Dataset entries

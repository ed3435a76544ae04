use stm32g0xx_hal::analog::adc::Adc as HalAdc;
use stm32g0xx_hal::hal::adc::Channel as AdcChannel;
use stm32g0xx_hal::hal::blocking::delay::DelayUs;
use stm32g0xx_hal::rcc::Rcc;
use stm32g0xx_hal::stm32g0::stm32g070::{ADC, RCC};

use crate::hw::OneShotAdc;

/// Single channel converter, one conversion per software start.
pub struct Adc<I> {
    adc: ADC,
    _input: I,
}

impl<I> Adc<I>
where
    I: AdcChannel<HalAdc, ID = u8>,
{
    pub fn new<D: DelayUs<u8>>(pac_adc: ADC, input: I, rcc: &mut Rcc, delay: &mut D) -> Self {
        Adc::<I>::enable_clock_and_reset(rcc);
        let mut adc = Adc {
            adc: pac_adc,
            _input: input,
        };
        adc.disable();
        adc.enable_vreg(delay);
        adc.calibrate();
        adc.enable();
        adc.configure();
        adc
    }

    fn configure(&mut self) {
        self.adc.cfgr1.write(|w| unsafe {
            // Software trigger
            w.exten().bits(0b00);
            // Right alignment
            w.align().clear_bit();
            // 12-bit resolution
            w.res().bits(0b00);
            // Single conversion per start
            w.cont().clear_bit()
        });
        // 160.5 cycles for the best precision
        self.adc.smpr.write(|w| unsafe { w.smp1().bits(0b111) });
        self.adc
            .chselr()
            .write(|w| unsafe { w.chsel().bits(1 << I::channel()) });
    }

    fn enable_clock_and_reset(_: &mut Rcc) {
        let rcc = unsafe { &(*RCC::ptr()) };
        rcc.apbenr2.modify(|_, w| w.adcen().set_bit());
        rcc.apbrstr2.modify(|_, w| w.adcrst().set_bit());
        rcc.apbrstr2.modify(|_, w| w.adcrst().clear_bit());
    }

    fn enable_vreg<D: DelayUs<u8>>(&mut self, delay: &mut D) {
        self.adc.cr.modify(|_, w| w.advregen().set_bit());
        // Max starting time declared by stm32g070 datasheet is 20 us
        delay.delay_us(20);
    }

    fn enable(&mut self) {
        self.adc.isr.write(|w| w.adrdy().set_bit());
        self.adc.cr.modify(|_, w| w.aden().set_bit());
        while self.adc.isr.read().adrdy().bit_is_clear() {}
    }

    fn disable(&mut self) {
        let cr = self.adc.cr.read();
        if cr.aden().bit_is_clear() {
            return;
        }
        if cr.adstart().bit_is_set() {
            self.adc.cr.modify(|_, w| w.adstp().set_bit());
        }
        self.adc.cr.modify(|_, w| w.addis().set_bit());
        while self.adc.cr.read().aden().bit_is_set() {}
        self.adc.isr.write(|w| w.adrdy().set_bit());
    }

    fn calibrate(&mut self) {
        self.adc.cr.modify(|_, w| w.adcal().set_bit());
        while self.adc.isr.read().eocal().bit_is_clear() {}
        self.adc.isr.write(|w| w.eocal().set_bit());
    }
}

impl<I> OneShotAdc for Adc<I>
where
    I: AdcChannel<HalAdc, ID = u8>,
{
    fn convert(&mut self) -> u16 {
        self.adc.isr.write(|w| {
            w.eoc().set_bit();
            w.eos().set_bit()
        });
        self.adc.cr.modify(|_, w| w.adstart().set_bit());
        while self.adc.isr.read().eoc().bit_is_clear() {}
        // Reading DR clears EOC
        self.adc.dr.read().data().bits()
    }
}
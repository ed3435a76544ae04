use core::convert::Infallible;
use display_interface_parallel_gpio::WriteOnlyDataCommand;
use embedded_graphics::drawable::Drawable;
use embedded_graphics::fonts::{Font6x8, Text};
use embedded_graphics::pixelcolor::{Rgb565, RgbColor};
use embedded_graphics::prelude::{Point, Primitive};
use embedded_graphics::primitives::Rectangle;
use embedded_graphics::style::{PrimitiveStyle, TextStyle};
use embedded_graphics::DrawTarget;
use ili9341::{DisplaySize240x320, Error, Ili9341, Orientation};
use stm32g0xx_hal::hal::blocking::delay::DelayMs;
use stm32g0xx_hal::hal::digital::v2::OutputPin;

use crate::hw::{span_rows, Surface};
use crate::plot::Region;

#[derive(Debug)]
pub struct IliError(pub Error<Infallible>);

struct Cell;

impl Cell {
    const WIDTH: i32 = 6;
    const HEIGHT: i32 = 10;
}

pub struct IliLcd<I, R> {
    ili: Ili9341<I, R>,
    cursor: Point,
}

impl<I, R> IliLcd<I, R>
where
    I: WriteOnlyDataCommand,
    R: OutputPin<Error = Infallible>,
{
    pub fn new<D>(interface: I, reset: R, delay: &mut D) -> Result<Self, IliError>
    where
        D: DelayMs<u16>,
    {
        let ili = Ili9341::new(
            interface,
            reset,
            delay,
            Orientation::Portrait,
            DisplaySize240x320,
        )
        .map_err(IliError)?;

        Ok(IliLcd {
            ili,
            cursor: Point::zero(),
        })
    }

    fn fill(&mut self, top_left: Point, bottom_right: Point, color: Rgb565) -> Result<(), IliError> {
        Rectangle::new(top_left, bottom_right)
            .into_styled(PrimitiveStyle::with_fill(color))
            .draw(&mut self.ili)
            .map_err(IliError)
    }
}

impl<I, R> Surface for IliLcd<I, R>
where
    I: WriteOnlyDataCommand,
    R: OutputPin<Error = Infallible>,
{
    type Error = IliError;

    fn clear(&mut self, color: Rgb565) -> Result<(), Self::Error> {
        self.ili.clear(color).map_err(IliError)
    }

    fn set_cursor(&mut self, column: u16, row: u16) -> Result<(), Self::Error> {
        self.cursor = Point::new(column as i32 * Cell::WIDTH, row as i32 * Cell::HEIGHT);
        Ok(())
    }

    fn write_str(&mut self, text: &str) -> Result<(), Self::Error> {
        Text::new(text, self.cursor)
            .into_styled(TextStyle::new(Font6x8, Rgb565::WHITE))
            .draw(&mut self.ili)
            .map_err(IliError)?;
        self.cursor.x += text.len() as i32 * Cell::WIDTH;
        Ok(())
    }

    fn draw_vertical_span(
        &mut self,
        column: u16,
        row: u16,
        length: u16,
        color: Rgb565,
    ) -> Result<(), Self::Error> {
        // Rectangle corners are inclusive
        match span_rows(row, length) {
            Some((first, last)) => self.fill(
                Point::new(column as i32, first as i32),
                Point::new(column as i32, last as i32),
                color,
            ),
            None => Ok(()),
        }
    }

    fn clear_plot_region(&mut self, _min_y: i32, _max_y: i32) -> Result<(), Self::Error> {
        self.fill(
            Point::new(Region::LEFT as i32, Region::TOP as i32),
            Point::new(Region::RIGHT as i32, Region::BOTTOM as i32),
            Rgb565::BLACK,
        )
    }
}
//! Capture, jitter and PMF over full 1000 entry captures with simulated hardware.

use std::cell::Cell;

use lib::hw::{DownCounter, OneShotAdc, ProfilePin};
use lib::sampler::{Capture, Completion, Readouts, Sampler};
use lib::stats::{capture_pmf, jitter, spread, JitterSource};
use lib::CAPACITY;
use proptest::prelude::*;

struct Script {
    values: Vec<u16>,
    next: usize,
}

impl OneShotAdc for Script {
    fn convert(&mut self) -> u16 {
        let value = self.values.get(self.next).copied().unwrap_or(0);
        self.next += 1;
        value
    }
}

/// Counts down by a fixed period plus a per-capture jitter.
struct Clock {
    now: Cell<u32>,
    period: u32,
    jitter: Vec<u32>,
    reads: Cell<usize>,
}

impl DownCounter for Clock {
    const MAX: u32 = u32::MAX;

    fn now(&self) -> u32 {
        let reads = self.reads.get();
        let extra = self.jitter.get(reads).copied().unwrap_or(0);
        let now = self.now.get().wrapping_sub(self.period + extra);
        self.now.set(now);
        self.reads.set(reads + 1);
        now
    }
}

struct Probe(usize);

impl ProfilePin for Probe {
    fn set_high(&mut self) {
        self.0 += 1;
    }

    fn set_low(&mut self) {
        self.0 += 1;
    }
}

fn run(values: Vec<u16>, jitter: Vec<u32>, ticks: usize) -> (Capture<CAPACITY>, usize) {
    let mut capture = Capture::new();
    let completion = Completion::new();
    let readouts = Readouts::new();
    let index = {
        let mut sampler = Sampler::new(&mut capture, Clock::MAX, &completion, &readouts);
        let mut adc = Script { values, next: 0 };
        let clock = Clock {
            now: Cell::new(u32::MAX),
            period: 10_000,
            jitter,
            reads: Cell::new(0),
        };
        let mut probe = Probe(0);
        for _ in 0..ticks {
            sampler.sample(&mut adc, &clock, &mut probe);
        }
        assert_eq!(probe.0, 2 * ticks);
        sampler.index()
    };
    (capture, index)
}

fn samples() -> impl Strategy<Value = Vec<u16>> {
    // Narrow alphabets repeat heavily, as analog noise does
    prop_oneof![
        prop::collection::vec(0u16..=4095, CAPACITY),
        prop::collection::vec(2040u16..=2056, CAPACITY),
    ]
}

proptest! {
    #![proptest_config(ProptestConfig::with_cases(32))]

    #[test]
    fn pmf_counts_every_entry_once(values in samples()) {
        let (capture, _) = run(values, Vec::new(), CAPACITY);
        let frequencies = capture_pmf(&capture);
        prop_assert_eq!(frequencies.len(), CAPACITY);
        prop_assert!(frequencies.iter().all(|&count| count >= 1));

        // One representative per distinct value
        let mut total = 0usize;
        for (i, value) in capture.samples().iter().enumerate() {
            if capture.samples()[..i].contains(value) {
                continue;
            }
            total += usize::from(frequencies[i]);
        }
        prop_assert_eq!(total, CAPACITY);
    }

    #[test]
    fn pmf_is_idempotent(values in samples()) {
        let (capture, _) = run(values, Vec::new(), CAPACITY);
        prop_assert_eq!(capture_pmf(&capture), capture_pmf(&capture));
    }

    #[test]
    fn jitter_is_spread_of_either_series(
        values in samples(),
        extra in prop::collection::vec(0u32..500, CAPACITY),
    ) {
        let (capture, _) = run(values.clone(), extra.clone(), CAPACITY);

        let max = *values.iter().max().unwrap();
        let min = *values.iter().min().unwrap();
        prop_assert_eq!(jitter(&capture, JitterSource::Samples), Some(u32::from(max - min)));

        let intervals = &extra[1..];
        let expected = intervals.iter().max().unwrap() - intervals.iter().min().unwrap();
        prop_assert_eq!(jitter(&capture, JitterSource::Elapsed), Some(expected));
    }

    #[test]
    fn sampler_halts_at_capacity(extra_ticks in 0usize..3000) {
        let values: Vec<u16> = (0..CAPACITY + extra_ticks).map(|i| (i % 4096) as u16).collect();
        let (capture, index) = run(values, Vec::new(), CAPACITY + extra_ticks);

        prop_assert_eq!(capture.len(), CAPACITY);
        prop_assert!(capture.is_full());
        prop_assert_eq!(capture.elapsed().len(), CAPACITY);
        let expected_index = if extra_ticks == 0 { CAPACITY } else { CAPACITY + 1 };
        prop_assert_eq!(index, expected_index);
        prop_assert_eq!(capture.samples()[CAPACITY - 1], (CAPACITY - 1) as u16);
    }
}

#[test]
fn constant_signal_has_no_jitter() {
    let (capture, _) = run(vec![1234; CAPACITY], Vec::new(), CAPACITY);
    assert_eq!(jitter(&capture, JitterSource::Samples), Some(0));
    assert_eq!(jitter(&capture, JitterSource::Elapsed), Some(0));
    assert!(capture_pmf(&capture).iter().all(|&count| usize::from(count) == CAPACITY));
    assert_eq!(spread(&capture.elapsed()[1..]), Some(0));
}

#[test]
fn elapsed_follows_the_counter_period() {
    let (capture, _) = run(vec![0; CAPACITY], Vec::new(), CAPACITY);
    assert!(capture.elapsed()[1..].iter().all(|&ticks| ticks == 10_000));
}
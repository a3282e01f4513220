//! Headless driver: builds a random board and ticks each requested search to
//! completion, one expansion per frame, then prints a summary.
//!
//! Run: cargo run --bin stepgrid -- --rows 40 --cols 40 --walls 0.2 --seed 7
//!
//! Set `RUST_LOG=debug` (or `trace` for every expansion) to follow the runs.

use clap::{Parser, ValueEnum};
use rand::SeedableRng;
use rand::rngs::StdRng;
use stepgrid_search::{Algorithm, GridConfig, Point, RunController, Status};

#[derive(Copy, Clone, Debug, PartialEq, Eq, ValueEnum)]
enum Search {
    Bfs,
    Dijkstra,
    Astar,
    All,
}

impl Search {
    fn algorithms(self) -> &'static [Algorithm] {
        match self {
            Self::Bfs => &[Algorithm::Bfs],
            Self::Dijkstra => &[Algorithm::Dijkstra],
            Self::Astar => &[Algorithm::AStar],
            Self::All => &Algorithm::ALL,
        }
    }
}

/// Step-wise BFS / Dijkstra / A* on a randomly walled grid
#[derive(Parser, Debug)]
#[command(author, version, about, long_about = None)]
struct Args {
    /// Number of rows
    #[arg(long, default_value_t = 40)]
    rows: i32,

    /// Number of columns
    #[arg(long, default_value_t = 40)]
    cols: i32,

    /// Probability for each cell to be a wall
    #[arg(short, long, default_value_t = GridConfig::DEFAULT_WALL_PROBABILITY)]
    walls: f64,

    /// Goal cell as ROW,COL (defaults to the right edge, six rows from the bottom)
    #[arg(short, long, value_parser = parse_cell)]
    goal: Option<Point>,

    /// RNG seed for a reproducible board (random if omitted)
    #[arg(short, long)]
    seed: Option<u64>,

    /// Which search to run
    #[arg(short, long, value_enum, default_value_t = Search::All)]
    algorithm: Search,
}

fn parse_cell(s: &str) -> Result<Point, String> {
    let (row, col) = s
        .split_once(',')
        .ok_or_else(|| format!("expected ROW,COL, got {s:?}"))?;
    let row = row.trim().parse::<i32>().map_err(|e| format!("row: {e}"))?;
    let col = col.trim().parse::<i32>().map_err(|e| format!("col: {e}"))?;
    Ok(Point::from_row_col(row, col))
}

/// What one finished run looked like.
struct Summary {
    status: Status,
    ticks: usize,
    peak_frontier: usize,
    distance: Option<i32>,
    path_len: usize,
}

fn drive(rc: &mut RunController, algorithm: Algorithm) -> Summary {
    rc.start(algorithm);
    let mut peak_frontier = rc.frontier_len();
    let status = loop {
        let status = rc.tick();
        peak_frontier = peak_frontier.max(rc.frontier_len());
        if status != Status::Running {
            break status;
        }
    };
    Summary {
        status,
        ticks: rc.ticks(),
        peak_frontier,
        distance: rc.goal_distance(),
        path_len: rc.path().len(),
    }
}

fn main() {
    env_logger::Builder::from_env(env_logger::Env::default().default_filter_or("info")).init();
    let args = Args::parse();

    let seed = args.seed.unwrap_or_else(rand::random);
    let mut config = GridConfig::with_size(args.rows, args.cols).with_wall_probability(args.walls);
    if let Some(goal) = args.goal {
        config = config.with_goal(goal);
    }

    let mut rng = StdRng::seed_from_u64(seed);
    let graph = match config.build(&mut rng) {
        Ok(g) => g,
        Err(e) => {
            eprintln!("Error: {e}");
            std::process::exit(1);
        }
    };
    log::info!(
        "board {}x{} seed {seed}: start {}, goal {}, {} walls",
        graph.rows(),
        graph.cols(),
        graph.start(),
        graph.goal(),
        graph.wall_count()
    );

    let mut rc = RunController::new(graph);
    for &algorithm in args.algorithm.algorithms() {
        let s = drive(&mut rc, algorithm);
        let name = algorithm.to_string();
        let distance = s.distance.map_or_else(|| "N/A".to_string(), |d| d.to_string());
        println!(
            "{name:<9} {:<12} ticks {:>5}  peak frontier {:>4}  length {distance:>4}  path cells {}",
            s.status.to_string(),
            s.ticks,
            s.peak_frontier,
            s.path_len
        );
    }
    rc.reset();
}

- **Instructions to follow**
In the data above, find the line that contains "Number of rows" and the line that contains "search to run". Repeat exactly those lines and every line between them, and only those.

- **Output for this exercise**
    /// Number of rows
    #[arg(long, default_value_t = 40)]
    rows: i32,

    /// Number of columns
    #[arg(long, default_value_t = 40)]
    cols: i32,

    /// Probability for each cell to be a wall
    #[arg(short, long, default_value_t = GridConfig::DEFAULT_WALL_PROBABILITY)]
    walls: f64,

    /// Goal cell as ROW,COL (defaults to the right edge, six rows from the bottom)
    #[arg(short, long, value_parser = parse_cell)]
    goal: Option<Point>,

    /// RNG seed for a reproducible board (random if omitted)
    #[arg(short, long)]
    seed: Option<u64>,

    /// Which search to run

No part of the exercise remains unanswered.